### Work to be completed
Exact copies of all the entries are required.

### Records shown
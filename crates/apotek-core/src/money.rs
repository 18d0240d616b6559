//! # Money Module
//!
//! Provides the `Money` type for handling monetary values safely.
//!
//! ## Why Integer Money?
//! ```text
//! ┌─────────────────────────────────────────────────────────────────────────┐
//! │  THE FLOATING POINT PROBLEM                                             │
//! │                                                                         │
//! │  In floating point:                                                     │
//! │    0.1 + 0.2 = 0.30000000000000004  ❌ WRONG!                           │
//! │                                                                         │
//! │  OUR SOLUTION: Integer Rupiah                                           │
//! │    Prices, totals, tendered cash and change are all whole-rupiah i64.   │
//! │    The store schema has no fractional column either (harga_jual,        │
//! │    total_harga, uang_bayar, kembalian are INTEGER).                     │
//! │                                                                         │
//! └─────────────────────────────────────────────────────────────────────────┘
//! ```
//!
//! ## Usage
//! ```rust
//! use apotek_core::money::Money;
//!
//! // Create from whole rupiah (the only constructor)
//! let price = Money::from_rupiah(10_000);
//!
//! // Arithmetic operations
//! let doubled = price * 2;                        // Rp 20.000
//! let total = price + Money::from_rupiah(5_000);  // Rp 15.000
//! ```

use serde::{Deserialize, Serialize};
use std::fmt;
use std::iter::Sum;
use std::ops::{Add, AddAssign, Mul, Sub, SubAssign};

// =============================================================================
// Money Type
// =============================================================================

/// Represents a monetary value in whole Indonesian rupiah.
///
/// ## Design Decisions
/// - **i64 (signed)**: Allows negative values for corrections and refunds
/// - **Single field tuple struct**: Zero-cost abstraction over i64
/// - **Derives**: Full serde support, plus a transparent sqlx `Type` so the
///   value binds and decodes as a plain INTEGER column
#[derive(Debug, Clone, Copy, PartialEq, Eq, PartialOrd, Ord, Hash, Serialize, Deserialize)]
#[cfg_attr(feature = "sqlx", derive(sqlx::Type))]
#[cfg_attr(feature = "sqlx", sqlx(transparent))]
pub struct Money(i64);

impl Money {
    /// Creates a Money value from whole rupiah.
    ///
    /// ## Example
    /// ```rust
    /// use apotek_core::money::Money;
    ///
    /// let price = Money::from_rupiah(10_000);
    /// assert_eq!(price.rupiah(), 10_000);
    /// ```
    #[inline]
    pub const fn from_rupiah(rupiah: i64) -> Self {
        Money(rupiah)
    }

    /// Returns the value in whole rupiah.
    #[inline]
    pub const fn rupiah(&self) -> i64 {
        self.0
    }

    /// Returns zero money value.
    #[inline]
    pub const fn zero() -> Self {
        Money(0)
    }

    /// Checks if the value is zero.
    #[inline]
    pub const fn is_zero(&self) -> bool {
        self.0 == 0
    }

    /// Checks if the value is positive (greater than zero).
    #[inline]
    pub const fn is_positive(&self) -> bool {
        self.0 > 0
    }

    /// Checks if the value is negative (less than zero).
    #[inline]
    pub const fn is_negative(&self) -> bool {
        self.0 < 0
    }

    /// Returns the absolute value.
    #[inline]
    pub const fn abs(&self) -> Self {
        Money(self.0.abs())
    }

    /// Multiplies money by a quantity.
    ///
    /// ## Example
    /// ```rust
    /// use apotek_core::money::Money;
    ///
    /// let unit_price = Money::from_rupiah(2_500);
    /// let line_subtotal = unit_price.multiply_quantity(3);
    /// assert_eq!(line_subtotal.rupiah(), 7_500);
    /// ```
    ///
    /// ## User Workflow
    /// ```text
    /// Medicine: Paracetamol Rp 2.500
    /// Quantity: 3
    ///      │
    ///      ▼
    /// multiply_quantity(3) ← THIS FUNCTION
    ///      │
    ///      ▼
    /// Line Subtotal: Rp 7.500
    /// ```
    #[inline]
    pub const fn multiply_quantity(&self, qty: i64) -> Self {
        Money(self.0 * qty)
    }
}

// =============================================================================
// Trait Implementations
// =============================================================================

/// Display implementation shows money as `Rp 10.000` (dot-grouped thousands,
/// the formatting the cashier screen expects and the tendered-amount parser
/// accepts back).
impl fmt::Display for Money {
    fn fmt(&self, f: &mut fmt::Formatter<'_>) -> fmt::Result {
        let sign = if self.0 < 0 { "-" } else { "" };
        write!(f, "{}Rp {}", sign, group_thousands(self.0.unsigned_abs()))
    }
}

/// Groups a non-negative number with dots every three digits: 1234567 -> "1.234.567".
fn group_thousands(mut value: u64) -> String {
    if value == 0 {
        return "0".to_string();
    }
    let mut groups: Vec<String> = Vec::new();
    while value > 0 {
        groups.push(format!("{:03}", value % 1000));
        value /= 1000;
    }
    // The most significant group keeps no leading zeros
    let mut out = groups
        .pop()
        .map(|g| g.trim_start_matches('0').to_string())
        .unwrap_or_default();
    if out.is_empty() {
        out.push('0');
    }
    for group in groups.iter().rev() {
        out.push('.');
        out.push_str(group);
    }
    out
}

/// Default money is zero.
impl Default for Money {
    fn default() -> Self {
        Money::zero()
    }
}

/// Addition of two Money values.
impl Add for Money {
    type Output = Self;

    #[inline]
    fn add(self, other: Self) -> Self {
        Money(self.0 + other.0)
    }
}

/// Addition assignment (+=).
impl AddAssign for Money {
    #[inline]
    fn add_assign(&mut self, other: Self) {
        self.0 += other.0;
    }
}

/// Subtraction of two Money values.
impl Sub for Money {
    type Output = Self;

    #[inline]
    fn sub(self, other: Self) -> Self {
        Money(self.0 - other.0)
    }
}

/// Subtraction assignment (-=).
impl SubAssign for Money {
    #[inline]
    fn sub_assign(&mut self, other: Self) {
        self.0 -= other.0;
    }
}

/// Multiplication by integer (for quantity calculations).
impl Mul<i32> for Money {
    type Output = Self;

    #[inline]
    fn mul(self, qty: i32) -> Self {
        Money(self.0 * qty as i64)
    }
}

/// Multiplication by i64.
impl Mul<i64> for Money {
    type Output = Self;

    #[inline]
    fn mul(self, qty: i64) -> Self {
        Money(self.0 * qty)
    }
}

/// Summation over iterators of Money (cart totals, report aggregates).
impl Sum for Money {
    fn sum<I: Iterator<Item = Money>>(iter: I) -> Self {
        iter.fold(Money::zero(), Add::add)
    }
}

// =============================================================================
// Unit Tests
// =============================================================================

### Answer to this problem
filename crates/apotek-core/src/money.rs
repository 18d0240d616b6559
//! # Money Module
//!
//! Provides the `Money` type for handling monetary values safely.
//!
//! ## Why Integer Money?
//! ```text
//! ┌─────────────────────────────────────────────────────────────────────────┐
//! │  THE FLOATING POINT PROBLEM                                             │
//! │                                                                         │
//! │  In floating point:                                                     │
//! │    0.1 + 0.2 = 0.30000000000000004  ❌ WRONG!                           │
//! │                                                                         │
//! │  OUR SOLUTION: Integer Rupiah                                           │
//! │    Prices, totals, tendered cash and change are all whole-rupiah i64.   │
//! │    The store schema has no fractional column either (harga_jual,        │
//! │    total_harga, uang_bayar, kembalian are INTEGER).                     │
//! │                                                                         │
//! └─────────────────────────────────────────────────────────────────────────┘
//! ```
//!
//! ## Usage
//! ```rust
//! use apotek_core::money::Money;
//!
//! // Create from whole rupiah (the only constructor)
//! let price = Money::from_rupiah(10_000);
//!
//! // Arithmetic operations
//! let doubled = price * 2;                        // Rp 20.000
//! let total = price + Money::from_rupiah(5_000);  // Rp 15.000
//! ```

use serde::{Deserialize, Serialize};
use std::fmt;
use std::iter::Sum;
use std::ops::{Add, AddAssign, Mul, Sub, SubAssign};

// =============================================================================
// Money Type
// =============================================================================

/// Represents a monetary value in whole Indonesian rupiah.
///
/// ## Design Decisions
/// - **i64 (signed)**: Allows negative values for corrections and refunds
/// - **Single field tuple struct**: Zero-cost abstraction over i64
/// - **Derives**: Full serde support, plus a transparent sqlx `Type` so the
///   value binds and decodes as a plain INTEGER column
#[derive(Debug, Clone, Copy, PartialEq, Eq, PartialOrd, Ord, Hash, Serialize, Deserialize)]
#[cfg_attr(feature = "sqlx", derive(sqlx::Type))]
#[cfg_attr(feature = "sqlx", sqlx(transparent))]
pub struct Money(i64);

impl Money {
    /// Creates a Money value from whole rupiah.
    ///
    /// ## Example
    /// ```rust
    /// use apotek_core::money::Money;
    ///
    /// let price = Money::from_rupiah(10_000);
    /// assert_eq!(price.rupiah(), 10_000);
    /// ```
    #[inline]
    pub const fn from_rupiah(rupiah: i64) -> Self {
        Money(rupiah)
    }

    /// Returns the value in whole rupiah.
    #[inline]
    pub const fn rupiah(&self) -> i64 {
        self.0
    }

    /// Returns zero money value.
    #[inline]
    pub const fn zero() -> Self {
        Money(0)
    }

    /// Checks if the value is zero.
    #[inline]
    pub const fn is_zero(&self) -> bool {
        self.0 == 0
    }

    /// Checks if the value is positive (greater than zero).
    #[inline]
    pub const fn is_positive(&self) -> bool {
        self.0 > 0
    }

    /// Checks if the value is negative (less than zero).
    #[inline]
    pub const fn is_negative(&self) -> bool {
        self.0 < 0
    }

    /// Returns the absolute value.
    #[inline]
    pub const fn abs(&self) -> Self {
        Money(self.0.abs())
    }

    /// Multiplies money by a quantity.
    ///
    /// ## Example
    /// ```rust
    /// use apotek_core::money::Money;
    ///
    /// let unit_price = Money::from_rupiah(2_500);
    /// let line_subtotal = unit_price.multiply_quantity(3);
    /// assert_eq!(line_subtotal.rupiah(), 7_500);
    /// ```
    ///
    /// ## User Workflow
    /// ```text
    /// Medicine: Paracetamol Rp 2.500
    /// Quantity: 3
    ///      │
    ///      ▼
    /// multiply_quantity(3) ← THIS FUNCTION
    ///      │
    ///      ▼
    /// Line Subtotal: Rp 7.500
    /// ```
    #[inline]
    pub const fn multiply_quantity(&self, qty: i64) -> Self {
        Money(self.0 * qty)
    }
}

// =============================================================================
// Trait Implementations
// =============================================================================

/// Display implementation shows money as `Rp 10.000` (dot-grouped thousands,
/// the formatting the cashier screen expects and the tendered-amount parser
/// accepts back).
impl fmt::Display for Money {
    fn fmt(&self, f: &mut fmt::Formatter<'_>) -> fmt::Result {
        let sign = if self.0 < 0 { "-" } else { "" };
        write!(f, "{}Rp {}", sign, group_thousands(self.0.unsigned_abs()))
    }
}

/// Groups a non-negative number with dots every three digits: 1234567 -> "1.234.567".
fn group_thousands(mut value: u64) -> String {
    if value == 0 {
        return "0".to_string();
    }
    let mut groups: Vec<String> = Vec::new();
    while value > 0 {
        groups.push(format!("{:03}", value % 1000));
        value /= 1000;
    }
    // The most significant group keeps no leading zeros
    let mut out = groups
        .pop()
        .map(|g| g.trim_start_matches('0').to_string())
        .unwrap_or_default();
    if out.is_empty() {
        out.push('0');
    }
    for group in groups.iter().rev() {
        out.push('.');
        out.push_str(group);
    }
    out
}

/// Default money is zero.
impl Default for Money {
    fn default() -> Self {
        Money::zero()
    }
}

/// Addition of two Money values.
impl Add for Money {
    type Output = Self;

    #[inline]
    fn add(self, other: Self) -> Self {
        Money(self.0 + other.0)
    }
}

/// Addition assignment (+=).
impl AddAssign for Money {
    #[inline]
    fn add_assign(&mut self, other: Self) {
        self.0 += other.0;
    }
}

/// Subtraction of two Money values.
impl Sub for Money {
    type Output = Self;

    #[inline]
    fn sub(self, other: Self) -> Self {
        Money(self.0 - other.0)
    }
}

/// Subtraction assignment (-=).
impl SubAssign for Money {
    #[inline]
    fn sub_assign(&mut self, other: Self) {
        self.0 -= other.0;
    }
}

/// Multiplication by integer (for quantity calculations).
impl Mul<i32> for Money {
    type Output = Self;

    #[inline]
    fn mul(self, qty: i32) -> Self {
        Money(self.0 * qty as i64)
    }
}

/// Multiplication by i64.
impl Mul<i64> for Money {
    type Output = Self;

    #[inline]
    fn mul(self, qty: i64) -> Self {
        Money(self.0 * qty)
    }
}

/// Summation over iterators of Money (cart totals, report aggregates).
impl Sum for Money {
    fn sum<I: Iterator<Item = Money>>(iter: I) -> Self {
        iter.fold(Money::zero(), Add::add)
    }
}

// =============================================================================
// Unit Tests
// =============================================================================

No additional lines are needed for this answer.